DFeuG wünscht sich Einsicht und Vernunft der Bevölkerung zu Silvester

Symbolbild Feuerwehrmann (Foto: Pixabay)
Symbolbild Feuerwehrmann (Foto: Pixabay)

Solingen – Aufgrund der bevorstehenden Silvesternacht möchte die Deutsche Feuerwehrgewerkschaft noch einmal eindringlich die Bevölkerung bitten, die Rettungskräfte nicht mit Raketen und Böllern zu attackieren!

Unterstützen Sie die Arbeit der Rettungskräfte, entfernen Sie gefährliche Gegenstände von der Straße, schaffen Sie freie Bahn für die Einsatzfahrzeuge, behindern Sie die Frauen und Männer nicht bei ihrer Arbeit!

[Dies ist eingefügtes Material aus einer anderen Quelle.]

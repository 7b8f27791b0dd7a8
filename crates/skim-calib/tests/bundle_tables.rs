mod common;

use skim_calib::{CalibrationBundle, CalibrationLoader, CorrectionLevel};

#[test]
fn json_bundles_are_validated_on_read() {
    let bundle = common::bundle();
    let bytes = serde_json::to_vec(&bundle).expect("serializes");
    let reread = CalibrationBundle::from_json_slice(&bytes).expect("valid bundle");
    assert_eq!(reread, bundle);

    let mut broken = common::bundle();
    broken.resolutions.values_mut().for_each(|table| table.parameters.clear());
    let bytes = serde_json::to_vec(&broken).expect("serializes");
    let err = CalibrationBundle::from_json_slice(&bytes).expect_err("shape mismatch");
    assert_eq!(err.info().code, "malformed-table");
}

#[test]
fn unknown_descriptors_are_errors() {
    let bundle = common::bundle();
    assert!(!bundle.contains("Summer16_L1FastJet_AK4"));
    let err = bundle.correction_level("Summer16_L1FastJet_AK4").expect_err("absent");
    assert_eq!(err.info().code, "missing-descriptor");
    assert!(bundle.btag("nope").is_err());
    assert!(bundle.resolution("nope").is_err());
}

#[test]
fn binned_levels_clamp_to_the_grid() {
    let level = common::relative();
    assert_eq!(level.factor(10.0, 0.0, 0.0, 0.0), 1.10);
    assert_eq!(level.factor(49.999, 9.0, 0.0, 0.0), 1.10);
    assert_eq!(level.factor(50.0, -9.0, 0.0, 0.0), 1.05);
    assert_eq!(level.factor(1.0e6, 0.0, 0.0, 0.0), 1.05);
    assert_eq!(level.factor(f64::NAN, 0.0, 0.0, 0.0), 1.10);
}

#[test]
fn pileup_offset_is_floored() {
    let level = common::pileup();
    assert_eq!(level.factor(0.0, 0.0, 10.0, 0.5), 1e-4);
    assert_eq!(level.factor(1.0, 0.0, 10.0, 0.5), 1e-4);
    assert!((level.factor(100.0, 0.0, 10.0, 0.5) - 0.975).abs() < 1e-12);
}
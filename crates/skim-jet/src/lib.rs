#![deny(missing_docs)]

//! Jet and fat-jet analysis for one event at a time.
//!
//! Fat jets are processed first (correction, smearing, selection, truth
//! label, constituents and secondary vertices), then narrow jets
//! (correction, smearing, MET propagation, selection, b-tagging, truth label,
//! fat-jet association). The accepted counts feed the cutflow.

pub mod analyzer;
pub mod config;
pub mod output;

pub use analyzer::JetAnalyzer;
pub use config::JetAnalyzerConfig;
pub use output::{
    BTagScaleFactors, ConstituentOutput, FatJetOutput, JetEventOutput, JetOutput, OutputColumns,
    VertexOutput,
};
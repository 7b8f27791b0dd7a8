use std::collections::BTreeMap;
use std::error::Error;
use std::path::{Path, PathBuf};
use std::sync::Arc;

use chrono::Utc;
use clap::Args;
use skim_calib::{CalibrationBundle, CalibrationLoader};
use skim_core::errors::SkimError;
use skim_core::hash::bytes_hash_string;
use skim_core::{stable_hash_string, RngHandle, RunProvenance, SchemaVersion};
use skim_cutflow::CutflowEvaluator;
use skim_jet::JetAnalyzer;
use skim_source::{ColumnarEvent, DataSource, ObjectEvent, ObjectRecord};
use tracing::{debug, info};

use crate::job::{read_file, write_file, Backend, JobConfig};

/// Layout version of `events.jsonl`.
const OUTPUT_SCHEMA: SchemaVersion = SchemaVersion::new(1, 0, 0);

#[derive(Args, Debug)]
pub struct RunArgs {
    /// YAML job configuration.
    #[arg(long)]
    pub config: PathBuf,
    /// JSON calibration bundle with materialised provider tables.
    #[arg(long)]
    pub calibration: PathBuf,
    /// JSON array of events in the configured backend layout.
    #[arg(long)]
    pub events: PathBuf,
    /// Output directory for events, cutflow and manifest.
    #[arg(long)]
    pub out: PathBuf,
    /// Write flat output columns instead of structured records.
    #[arg(long)]
    pub columnar: bool,
    /// Override the seed from the job configuration.
    #[arg(long)]
    pub seed: Option<u64>,
}

/// Summary of a finished job.
#[derive(Debug, Clone, Copy, PartialEq, Eq)]
pub struct JobSummary {
    /// Events read from the input.
    pub events: usize,
    /// Events written to the output.
    pub written: usize,
}

pub fn run(args: &RunArgs) -> Result<(), Box<dyn Error>> {
    let summary = execute(args)?;
    info!(
        events = summary.events,
        written = summary.written,
        out = %args.out.display(),
        "job finished"
    );
    Ok(())
}

fn load_events(path: &Path, backend: Backend, is_data: bool) -> Result<Vec<Box<dyn DataSource>>, SkimError> {
    let bytes = read_file(path)?;
    let events = match backend {
        Backend::Columnar => {
            let events: Vec<ColumnarEvent> = skim_core::serde::from_json_slice(&bytes)?;
            for event in &events {
                event.validate(is_data)?;
            }
            events
                .into_iter()
                .map(|event| Box::new(event) as Box<dyn DataSource>)
                .collect()
        }
        Backend::Object => {
            let records: Vec<ObjectRecord> = skim_core::serde::from_json_slice(&bytes)?;
            records
                .into_iter()
                .map(|record| Box::new(ObjectEvent::from(record)) as Box<dyn DataSource>)
                .collect()
        }
    };
    Ok(events)
}

/// Runs the whole job and writes `events.jsonl`, `cutflow.json` and
/// `manifest.json` under the output directory.
pub fn execute(args: &RunArgs) -> Result<JobSummary, SkimError> {
    let mut config = JobConfig::load(&args.config)?;
    if let Some(seed) = args.seed {
        config.seed = seed;
    }
    let era = config.calibration.era(&config.era)?;

    let calibration_bytes = read_file(&args.calibration)?;
    let bundle = CalibrationBundle::from_json_slice(&calibration_bytes)?;
    let loader: Arc<dyn CalibrationLoader> = Arc::new(bundle);

    let mut analyzer = JetAnalyzer::new(
        config.cuts.clone(),
        era,
        config.is_data,
        &config.systematic,
        loader,
    )?;
    let mut cutflow = CutflowEvaluator::new(config.channels.clone())?;
    let events = load_events(&args.events, config.backend, config.is_data)?;
    info!(
        era = %config.era,
        is_data = config.is_data,
        systematic = %config.systematic,
        backend = ?config.backend,
        events = events.len(),
        "starting job"
    );

    let mut lines = Vec::new();
    let mut written = 0;
    for (index, event) in events.iter().enumerate() {
        let source = event.as_ref();
        cutflow.begin_event(analyzer.event_weight(source));
        let mut rng = RngHandle::for_substream(config.seed, index as u64);
        let Some(output) = analyzer.analyze(source, &mut cutflow, &mut rng)? else {
            continue;
        };
        if cutflow.all_rejected() {
            debug!(index, "event failed every channel");
            continue;
        }
        let line = if args.columnar {
            skim_core::serde::to_canonical_json_bytes(&output.to_columns())?
        } else {
            skim_core::serde::to_canonical_json_bytes(&output)?
        };
        lines.extend_from_slice(&line);
        lines.push(b'\n');
        written += 1;
    }

    write_file(&args.out.join("events.jsonl"), &lines)?;
    let report = cutflow.into_report();
    write_file(
        &args.out.join("cutflow.json"),
        skim_core::serde::to_pretty_json(&report)?,
    )?;

    let mut tool_versions = BTreeMap::new();
    tool_versions.insert(
        env!("CARGO_PKG_NAME").to_string(),
        env!("CARGO_PKG_VERSION").to_string(),
    );
    let provenance = RunProvenance {
        schema: OUTPUT_SCHEMA,
        config_hash: stable_hash_string(&config)?,
        calibration_hash: bytes_hash_string(&calibration_bytes),
        seed: config.seed,
        systematic: (!config.systematic.is_nominal()).then(|| config.systematic.to_string()),
        created_at: Utc::now().to_rfc3339(),
        tool_versions,
    };
    write_file(
        &args.out.join("manifest.json"),
        skim_core::serde::to_pretty_json(&provenance)?,
    )?;

    Ok(JobSummary {
        events: events.len(),
        written,
    })
}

„Wir, die Deutsche Feuerwehr-Gewerkschaft (DFeuG) appellieren eindringlich an alle Rettungskräfte, jede Art von Drohung und Angriffe bei der Polizei anzuzeigen und strafrechtlich verfolgen zu lassen. Beschimpft, bespuckt, geschlagen oder schlimmer noch mit Böllern und Raketen beschossen zu werden, ist auf gar keinen Fall akzeptabel und muss gemeldet werden!
Wir weisen darauf hin, dass das Strafgesetzbuch zum Schutz von Rettungskräften um den § 115 ergänzt worden ist.“

Der Landesvorsitzende der DFeuG Hessen, Sven Ziegler, wünscht sich von der hessischen Politik, das Anzeigen von Kolleginnen und Kollegen zügig bearbeitet und verhandelt werden. Ferner, dass alle gemeldeten Bedrohungen sowie Angriffe in einem zentralen Register für Einsatzkräfte erfasst werden.

Die Deutsche Feuerwehr-Gewerkschaft wünscht allen Einsatzkräften einen friedlichen Jahreswechsel, ohne nennenswerte Vorfälle. Passt gut aufeinander auf und seid vorsichtig! Kommt Neujahr gesund zu Eurer Familie nach Hause! Guten Rutsch ins neue Jahr!